Tres amabilísimas videntes, Santa Magdalena de Pazzi, Santa Brígida y María de Agreda, favorecidas con revelaciones en gran manera dignas de crédito, nos dicen de ese horrendo e inaudito martirio de los azotes de Jesús, mucho que admirar y que tener presente. A Magdalena de Pazzi se le dijo en éxtasis, que eran sesenta los verdugos; a Santa Brígida, que los azotes llegaron a cinco mil y más; a María de Ágreda cinco mil ciento quince desde los pies hasta la cabeza. Yo veo esos datos sagrados con respeto profundo y creo en ellos con el permiso que me da mi Santa Madre la Iglesia, y sabiendo, como sé y dije ya, la gran palabra de Joel y la de San Pablo, el uno: «Profetizarán vuestras hijas»; el otro: «No queráis despreciar las profecías», y ¡qué santas tan ilustres son esas hijas y qué alteza de palabra la de ellas!
  
¡Qué admirable concordancia entre las palabras de subido tinte de esas inspiradas posteriores al suceso y las de los antiguos antecedentes Profetas: «Sobre mi espalda han fabricado los pecadores», decía David (CXXVIII, 3). «Todo el día he sido azotado», dijo también (LXXII, 14). «Lavará en vino su túnica, y en sangre su manto», se anticipó a decir el patriarca Jacob.
  
Azotado ha sido Jesús con espinas, con cuerdas guarnecidas de hierro, con cadenas; conjetúranlo gravísimos autores. Compárese lo que la razón misma deduce de estos datos certísimos: Cristo es Dios y hombre verdadero; satanás el gran homicida es su gran enemigo; Cristo le permite que le dañe a la medida de su poderosa rabia: «esta es vuestra hora y el poder de las tinieblas». Véanse luego otras antiguas santas profecías. Es sorprendente lo que Isaías concuerda con esos datos: (LIII, 5.) «No se ve ya en él hermosura ni decoro». «Mirámosle y no es ya de verse; es un varón de dolores, hombre que sabe lo que es padecer». «Es ya para tenérsele como un leproso, como si Dios mismo le hubiese herido con su mano y le hubiese reducido al anonadamiento».

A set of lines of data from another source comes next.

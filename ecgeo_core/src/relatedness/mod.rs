//! Relatedness between items from co-occurring comparative advantage.
//!
//! Two items are related when the same regions tend to hold advantage in
//! both (Hidalgo et al., 2007, "The Product Space"). The engine binarizes RCA,
//! counts (optionally region-weighted) co-occurrences and normalizes them
//! under one of six schemes:
//!
//! - [`RelatednessMethod::Symmetric`] - `min(phi(i→j), phi(j→i))`
//! - [`RelatednessMethod::Asymmetric`] - conditional probability `phi(i→j)`
//! - [`RelatednessMethod::Jaccard`], [`RelatednessMethod::Cosine`],
//!   [`RelatednessMethod::Association`], [`RelatednessMethod::Steijn`] -
//!   normalizations of the raw co-occurrence count matrix
//!
//! Every output has a zero diagonal.

pub mod normalization;

use std::fmt;
use std::str::FromStr;

use ndarray::{Array2, ArrayView1, ArrayView2, Axis};
use serde::{Deserialize, Serialize};

use crate::error::{GeoError, GeoResult};
use crate::matrix::{binarize, resolve_weight};
use crate::rca::InputType;

pub use normalization::{
    association_strength_normalization, cosine_normalization, jaccard_normalization,
    steijn_normalization,
};

/// Normalization scheme for the relatedness matrix.
#[derive(Debug, Clone, Copy, PartialEq, Eq, Hash, Serialize, Deserialize)]
pub enum RelatednessMethod {
    Symmetric,
    Asymmetric,
    Cosine,
    Association,
    Jaccard,
    Steijn,
}

impl RelatednessMethod {
    pub const ALL: [RelatednessMethod; 6] = [
        RelatednessMethod::Symmetric,
        RelatednessMethod::Asymmetric,
        RelatednessMethod::Cosine,
        RelatednessMethod::Association,
        RelatednessMethod::Jaccard,
        RelatednessMethod::Steijn,
    ];

    pub fn as_str(&self) -> &'static str {
        match self {
            RelatednessMethod::Symmetric => "Symmetric",
            RelatednessMethod::Asymmetric => "Asymmetric",
            RelatednessMethod::Cosine => "Cosine",
            RelatednessMethod::Association => "Association",
            RelatednessMethod::Jaccard => "Jaccard",
            RelatednessMethod::Steijn => "Steijn",
        }
    }
}

impl fmt::Display for RelatednessMethod {
    fn fmt(&self, f: &mut fmt::Formatter<'_>) -> fmt::Result {
        write!(f, "{}", self.as_str())
    }
}

impl FromStr for RelatednessMethod {
    type Err = GeoError;

    fn from_str(s: &str) -> Result<Self, Self::Err> {
        RelatednessMethod::ALL
            .iter()
            .copied()
            .find(|method| method.as_str() == s)
            .ok_or_else(|| {
                GeoError::invalid_argument(
                    "method",
                    s,
                    "one of 'Symmetric', 'Asymmetric', 'Cosine', 'Association', 'Jaccard', 'Steijn'",
                )
            })
    }
}

/// Build the item-by-item relatedness matrix.
///
/// # Arguments
///
/// * `mat` - Exports or RCA values, items (rows) by regions (columns)
/// * `input_type` - Whether `mat` still needs the RCA transform
/// * `method` - Normalization scheme
/// * `weight` - Optional strictly positive weight per region
///
/// # Examples
///
/// ```
/// use ecgeo_core::rca::InputType;
/// use ecgeo_core::relatedness::{relatedness, RelatednessMethod};
/// use ndarray::arr2;
///
/// let exports = arr2(&[
///     [100.0, 300.0, 500.0, 800.0],
///     [100.0, 200.0, 100.0, 3000.0],
///     [100.0, 100.0, 100.0, 300.0],
/// ]);
/// let phi = relatedness(exports.view(), InputType::Export, RelatednessMethod::Symmetric, None)
///     .unwrap();
/// assert_eq!(phi.dim(), (3, 3));
/// assert_eq!(phi[[0, 0]], 0.0);
/// ```
pub fn relatedness(
    mat: ArrayView2<'_, f64>,
    input_type: InputType,
    method: RelatednessMethod,
    weight: Option<ArrayView1<'_, f64>>,
) -> GeoResult<Array2<f64>> {
    let weight = resolve_weight(weight, mat.ncols())?;
    let rca = input_type.resolve(mat)?;
    let has_rca = binarize(rca.view());

    tracing::debug!(
        items = has_rca.nrows(),
        regions = has_rca.ncols(),
        %method,
        %input_type,
        "computing relatedness"
    );

    let counts = || weighted_co_occurrence(has_rca.view(), weight.view());
    let result = match method {
        RelatednessMethod::Asymmetric => conditional_probability(has_rca.view(), weight.view()),
        RelatednessMethod::Symmetric => {
            let phi = conditional_probability(has_rca.view(), weight.view());
            symmetric_minimum(phi.view())
        }
        RelatednessMethod::Jaccard => jaccard_normalization(counts().view())?,
        RelatednessMethod::Cosine => cosine_normalization(counts().view())?,
        RelatednessMethod::Association => association_strength_normalization(counts().view())?,
        RelatednessMethod::Steijn => steijn_normalization(counts().view())?,
    };

    Ok(result)
}

/// Hidalgo's asymmetric relatedness `phi(i→j) = P(RCA in i and j) / P(RCA in i)`.
///
/// `rca` may hold RCA values or a 0/1 advantage matrix. Items with advantage
/// nowhere get an all-zero row.
pub fn rel_asymmetric(
    rca: ArrayView2<'_, f64>,
    weight: Option<ArrayView1<'_, f64>>,
) -> GeoResult<Array2<f64>> {
    let weight = resolve_weight(weight, rca.ncols())?;
    let has_rca = binarize(rca);
    Ok(conditional_probability(has_rca.view(), weight.view()))
}

/// Hidalgo's symmetric relatedness `phi(i,j) = min(phi(i→j), phi(j→i))`.
pub fn rel_symmetric(
    rca: ArrayView2<'_, f64>,
    weight: Option<ArrayView1<'_, f64>>,
) -> GeoResult<Array2<f64>> {
    let phi = rel_asymmetric(rca, weight)?;
    Ok(symmetric_minimum(phi.view()))
}

/// Weighted co-occurrence counts of advantage, zero on the diagonal.
///
/// Entry `(i, j)` is `Σ_r w_r · hasRCA[i,r] · hasRCA[j,r]`.
pub fn co_occurrence(
    rca: ArrayView2<'_, f64>,
    weight: Option<ArrayView1<'_, f64>>,
) -> GeoResult<Array2<f64>> {
    let weight = resolve_weight(weight, rca.ncols())?;
    let has_rca = binarize(rca);
    Ok(weighted_co_occurrence(has_rca.view(), weight.view()))
}

/// Co-occurrence over a validated 0/1 matrix, as `(h·w) hᵀ`. The lower
/// triangle is copied from the upper one so the result is exactly symmetric.
pub(crate) fn weighted_co_occurrence(
    has_rca: ArrayView2<'_, f64>,
    weight: ArrayView1<'_, f64>,
) -> Array2<f64> {
    let weighted = &has_rca * &weight;
    let mut counts = weighted.dot(&has_rca.t());
    mirror_upper(&mut counts);
    counts.diag_mut().fill(0.0);
    counts
}

fn mirror_upper(mat: &mut Array2<f64>) {
    let n = mat.nrows();
    for i in 0..n {
        for j in (i + 1)..n {
            mat[[j, i]] = mat[[i, j]];
        }
    }
}

fn conditional_probability(has_rca: ArrayView2<'_, f64>, weight: ArrayView1<'_, f64>) -> Array2<f64> {
    let counts = weighted_co_occurrence(has_rca, weight);
    let presence = has_rca.dot(&weight);

    let mut phi = counts;
    for (mut row, &denominator) in phi.axis_iter_mut(Axis(0)).zip(presence.iter()) {
        if denominator == 0.0 {
            row.fill(0.0);
        } else {
            row.mapv_inplace(|count| count / denominator);
        }
    }
    phi.diag_mut().fill(0.0);
    phi
}

fn symmetric_minimum(phi: ArrayView2<'_, f64>) -> Array2<f64> {
    Array2::from_shape_fn(phi.dim(), |(i, j)| phi[[i, j]].min(phi[[j, i]]))
}

#[cfg(test)]
mod tests {
    use super::*;
    use ndarray::{arr2, Array1};

    fn advantage() -> Array2<f64> {
        // items x regions, already binary
        arr2(&[
            [1.0, 1.0, 0.0, 0.0],
            [1.0, 0.0, 1.0, 0.0],
            [1.0, 1.0, 1.0, 0.0],
            [0.0, 0.0, 0.0, 0.0],
        ])
    }

    #[test]
    fn co_occurrence_counts_shared_regions() {
        let counts = co_occurrence(advantage().view(), None).unwrap();
        assert_eq!(counts[[0, 1]], 1.0);
        assert_eq!(counts[[0, 2]], 2.0);
        assert_eq!(counts[[1, 2]], 2.0);
        assert_eq!(counts[[3, 0]], 0.0);
        assert!(counts.diag().iter().all(|&v| v == 0.0));
        assert_eq!(counts, counts.t());
    }

    #[test]
    fn weighted_co_occurrence_scales_by_region() {
        let weight = ndarray::arr1(&[2.0, 0.5, 1.0, 3.0]);
        let counts = co_occurrence(advantage().view(), Some(weight.view())).unwrap();
        assert_eq!(counts[[0, 2]], 2.5);
        assert_eq!(counts[[1, 2]], 3.0);
    }

    #[test]
    fn co_occurrence_matches_pairwise_count() {
        let has_rca = Array2::from_shape_fn((40, 23), |(i, r)| {
            if (i * 7 + r * 3) % 5 < 2 {
                1.0
            } else {
                0.0
            }
        });
        let weight = Array1::from_shape_fn(23, |r| 0.5 + r as f64 * 0.25);
        let counts = co_occurrence(has_rca.view(), Some(weight.view())).unwrap();

        assert_eq!(counts, counts.t());
        for i in 0..40 {
            for j in 0..40 {
                let expected: f64 = if i == j {
                    0.0
                } else {
                    (0..23)
                        .map(|r| weight[r] * has_rca[[i, r]] * has_rca[[j, r]])
                        .sum()
                };
                assert!((counts[[i, j]] - expected).abs() < 1e-12, "cell ({}, {})", i, j);
            }
        }
    }

    #[test]
    fn asymmetric_is_conditional_probability() {
        let phi = rel_asymmetric(advantage().view(), None).unwrap();
        // item 0 present in 2 regions, shares 1 with item 1
        assert_eq!(phi[[0, 1]], 0.5);
        // item 2 present in 3 regions, shares 2 with item 0
        assert!((phi[[2, 0]] - 2.0 / 3.0).abs() < 1e-15);
        assert_eq!(phi[[0, 2]], 1.0);
        // item 3 has no advantage anywhere
        assert!(phi.row(3).iter().all(|&v| v == 0.0));
        assert!(phi.diag().iter().all(|&v| v == 0.0));
    }

    #[test]
    fn symmetric_takes_minimum() {
        let phi = rel_symmetric(advantage().view(), None).unwrap();
        assert!((phi[[0, 2]] - 2.0 / 3.0).abs() < 1e-15);
        assert_eq!(phi, phi.t());
    }

    #[test]
    fn relatedness_from_rca_input() {
        let rca = advantage().mapv(|v| v * 1.7);
        let phi = relatedness(rca.view(), InputType::Rca, RelatednessMethod::Asymmetric, None)
            .unwrap();
        assert_eq!(phi, rel_asymmetric(advantage().view(), None).unwrap());
    }

    #[test]
    fn relatedness_rejects_bad_weight() {
        let weight = ndarray::arr1(&[1.0, 1.0, -1.0, 1.0]);
        let err = relatedness(
            advantage().view(),
            InputType::Rca,
            RelatednessMethod::Cosine,
            Some(weight.view()),
        )
        .unwrap_err();
        assert!(matches!(err, GeoError::InvalidArgument { .. }));

        let short = ndarray::arr1(&[1.0, 1.0]);
        let err = relatedness(
            advantage().view(),
            InputType::Rca,
            RelatednessMethod::Cosine,
            Some(short.view()),
        )
        .unwrap_err();
        assert!(matches!(err, GeoError::InvalidShape { .. }));
    }

    #[test]
    fn every_method_has_zero_diagonal() {
        for method in RelatednessMethod::ALL {
            let phi = relatedness(advantage().view(), InputType::Rca, method, None).unwrap();
            assert!(
                phi.diag().iter().all(|&v| v == 0.0),
                "{} left a non-zero diagonal",
                method
            );
            assert!(phi.iter().all(|v| v.is_finite()), "{} produced non-finite values", method);
        }
    }

    #[test]
    fn method_tokens_round_trip() {
        for method in RelatednessMethod::ALL {
            assert_eq!(method.as_str().parse::<RelatednessMethod>().unwrap(), method);
        }
        let err = "Pearson".parse::<RelatednessMethod>().unwrap_err();
        assert!(matches!(err, GeoError::InvalidArgument { .. }));
    }
}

¿Qué más? Busquemos aún y más hallaremos: (Isaías LIII): «Es como el oprobio de los hombres y el desecho de la plebe» (Salmo XXI). «Ya no es ni hombre, es como un gusano, etc., etc.».

Pensad, hermanos, pensad, si no tienen razón las escogidas almas piadosas y el pueblo humilde y devoto. Por más que recargásemos de colorido el cuadro horrendo y —atrevámonos a decirlo— mientras más recargado de horror, más dulce es al corazón, porque así palparemos todo lo amoroso de Jesucristo, más nos acercaremos a la verdad.

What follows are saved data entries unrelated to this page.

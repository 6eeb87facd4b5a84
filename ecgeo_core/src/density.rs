//! Relatedness density.
//!
//! For item `j`, density is the share of its total relatedness that points at
//! items the region already holds:
//!
//! ```text
//! density[j] = Σ_i hasRCA[i]·relmat[i,j] / Σ_i relmat[i,j]
//! ```
//!
//! An item whose relatedness column sums to zero has undefined density (NaN).
//! Indicators must hold only 0 and 1; convert boolean masks with
//! [`indicator`](crate::matrix::indicator).

use ndarray::{Array1, Array2, ArrayView1, ArrayView2};

use crate::error::{GeoError, GeoResult};
use crate::matrix::{as_column, col_sums, deterministic_sum_iter, ensure_binary, ensure_square, Operand};

/// Density of every item for a single region.
///
/// # Examples
///
/// ```
/// use ecgeo_core::density::rel_density;
/// use ndarray::{arr1, arr2};
///
/// let relmat = arr2(&[[0.0, 1.0, 2.0], [1.0, 0.0, 3.0], [2.0, 3.0, 0.0]]);
/// let held = arr1(&[1.0, 0.0, 0.0]);
/// let density = rel_density(relmat.view(), held.view()).unwrap();
/// assert_eq!(density[1], 0.25);
/// ```
pub fn rel_density(
    relmat: ArrayView2<'_, f64>,
    has_rca: ArrayView1<'_, f64>,
) -> GeoResult<Array1<f64>> {
    let density = rel_density_regions(relmat, as_column(has_rca))?;
    Ok(density.column(0).to_owned())
}

/// Density of every item for several regions; `has_rca` is items × regions and
/// so is the result.
pub fn rel_density_regions(
    relmat: ArrayView2<'_, f64>,
    has_rca: ArrayView2<'_, f64>,
) -> GeoResult<Array2<f64>> {
    ensure_binary(has_rca.iter(), "hasRCA")?;
    let items = ensure_square(relmat, "relmat")?;
    if has_rca.nrows() != items {
        return Err(GeoError::length_mismatch("hasRCA", items, has_rca.nrows()));
    }

    let total = col_sums(relmat);
    let density = Array2::from_shape_fn((items, has_rca.ncols()), |(j, r)| {
        let useful = deterministic_sum_iter(
            has_rca
                .column(r)
                .iter()
                .zip(relmat.column(j).iter())
                .map(|(&h, &w)| h * w),
        );
        useful / total[j]
    });
    Ok(density)
}

/// [`rel_density`] with the `redundant` items removed from the held set.
pub fn compl_rel_density(
    relmat: ArrayView2<'_, f64>,
    has_rca: ArrayView1<'_, f64>,
    redundant: ArrayView1<'_, f64>,
) -> GeoResult<Array1<f64>> {
    if redundant.len() != has_rca.len() {
        return Err(GeoError::length_mismatch(
            "redundant_items",
            has_rca.len(),
            redundant.len(),
        ));
    }
    ensure_binary(has_rca.iter(), "hasRCA")?;
    ensure_binary(redundant.iter(), "redundant_items")?;

    let valid: Array1<f64> = has_rca
        .iter()
        .zip(redundant.iter())
        .map(|(&h, &r)| h * (1.0 - r))
        .collect();
    rel_density(relmat, valid.view())
}

/// [`rel_density_regions`] with redundant items removed.
///
/// A shared redundant vector (one entry per item) applies to every region; a
/// matrix must match `has_rca` in shape.
pub fn compl_rel_density_regions(
    relmat: ArrayView2<'_, f64>,
    has_rca: ArrayView2<'_, f64>,
    redundant: Operand<'_>,
) -> GeoResult<Array2<f64>> {
    ensure_binary(has_rca.iter(), "hasRCA")?;
    let redundant = redundant.broadcast("redundant_items", has_rca.dim())?;
    ensure_binary(redundant.iter(), "redundant_items")?;

    let valid = &has_rca * &redundant.mapv(|r| 1.0 - r);
    rel_density_regions(relmat, valid.view())
}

Sí, Dios nuestro y nuestro verdadero hermano, carne y sangre nuestra, hecho pedazos y viva llaga de pies a cabeza, empapado en sangre, nos ganas el afecto para tí y para el Padre. Semejantes proezas de amor no son invención de hombres, son maravillosa invención de verdad celeste.
   
En esa inmortal prueba que Cristo ofrece estupenda y divina paciencia de ánimo, fortaleza y constancia; ni un gemido, ni señal alguna de dolor; se sostiene como roca inmovible (P. Cornelio Alápide, en San Mateo XXVII, 26). Más: todos los azotes, todos los dolores recaen sobre Él como si al sujetarse a ellos fuese rey del dolor, y le dominase y con excelso ánimo mandase sobre él.

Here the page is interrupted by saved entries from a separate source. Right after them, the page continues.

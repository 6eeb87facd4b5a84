//! Method of reflections.
//!
//! Starting from diversity `d0` (advantage count per region) and ubiquity
//! `u0` (advantage count per item), each step replaces both vectors at once:
//!
//! ```text
//! d'[r] = Σ_i h[i,r]·u[i] / d0[r]
//! u'[i] = Σ_r h[i,r]·d[r] / u0[i]
//! ```
//!
//! A 0/0 division (an item or region with no advantage at all) yields 0.

use ndarray::{Array1, ArrayView1, ArrayView2};

use super::{ensure_advantage, rescale};
use crate::error::GeoResult;
use crate::matrix::{binarize, col_sums, deterministic_sum_iter, row_sums};

/// Upper bound on reflection steps; larger requests are clamped.
pub const MAX_REFLECTION_STEPS: usize = 25;

/// PCI by the method of reflections on an RCA matrix (items × regions).
///
/// `steps` above [`MAX_REFLECTION_STEPS`] is clamped with a warning.
/// `steps == 0` returns the rescaled ubiquity.
pub fn pci_reflex(rca: ArrayView2<'_, f64>, steps: usize) -> GeoResult<Array1<f64>> {
    let steps = clamp_steps(steps);

    let has_rca = binarize(rca);
    ensure_advantage(&has_rca, "pci_reflex")?;

    let diversity = col_sums(has_rca.view());
    let ubiquity = row_sums(has_rca.view());

    let mut d = diversity.clone();
    let mut u = ubiquity.clone();
    for _ in 0..steps {
        let next_d: Array1<f64> = has_rca
            .columns()
            .into_iter()
            .zip(diversity.iter())
            .map(|(lane, &d0)| guarded_ratio(weighted_lane_sum(lane, u.view()), d0))
            .collect();
        let next_u: Array1<f64> = has_rca
            .rows()
            .into_iter()
            .zip(ubiquity.iter())
            .map(|(lane, &u0)| guarded_ratio(weighted_lane_sum(lane, d.view()), u0))
            .collect();
        d = next_d;
        u = next_u;
    }

    tracing::debug!(steps, items = u.len(), "reflection finished");
    Ok(rescale(u.view()))
}

/// ECI by the method of reflections; PCI of the transposed matrix.
pub fn eci_reflex(rca: ArrayView2<'_, f64>, steps: usize) -> GeoResult<Array1<f64>> {
    pci_reflex(rca.t(), steps)
}

fn clamp_steps(steps: usize) -> usize {
    if steps > MAX_REFLECTION_STEPS {
        tracing::warn!(
            requested = steps,
            max = MAX_REFLECTION_STEPS,
            "reflection steps clamped"
        );
        MAX_REFLECTION_STEPS
    } else {
        steps
    }
}

fn weighted_lane_sum(lane: ArrayView1<'_, f64>, values: ArrayView1<'_, f64>) -> f64 {
    deterministic_sum_iter(lane.iter().zip(values.iter()).map(|(&h, &v)| h * v))
}

fn guarded_ratio(numerator: f64, denominator: f64) -> f64 {
    let ratio = numerator / denominator;
    if ratio.is_nan() {
        0.0
    } else {
        ratio
    }
}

Un escritor gentil exclama admirado de Cristo: «Oh Varón de ánimo inquebrantable, ni una súplica, ni una lágrima derrama» (P. Cornelio Alápide, en San Mateo XXVII, 26). Y San Cipriano: «Entre las otras muestras admirables de todas sus virtudes, con que hacía patente su majestad divina, mantuvo esa paciencia propia de su Padre con su mansedumbre en el sufrir».

De aquí es que el Centurión no pudo menos de prorrumpir en aquella grande expresión que el Evangelio nos narra: «En verdad éste era el Hijo de Dios».
   
¡Oh Jesús nuestro! perezca el día en que tu pasión no nos ocupe y no mantengamos el recuerdo vivo de los azotes que te dejaron bañado en Sangre y despedazado como un leproso de pies a cabeza, y como herido de la mano de Dios; sea esta nuestra gran lección de paciencia, nuestro gran luminar de esperanza y el misterio de gloria de que más gocemos en el paraíso de divinos deleites. Pero que en todo nos asista esa Reina de los mártires y Reina de todos los buenos, de quien tanto habemos necesidad los infelices pecadores.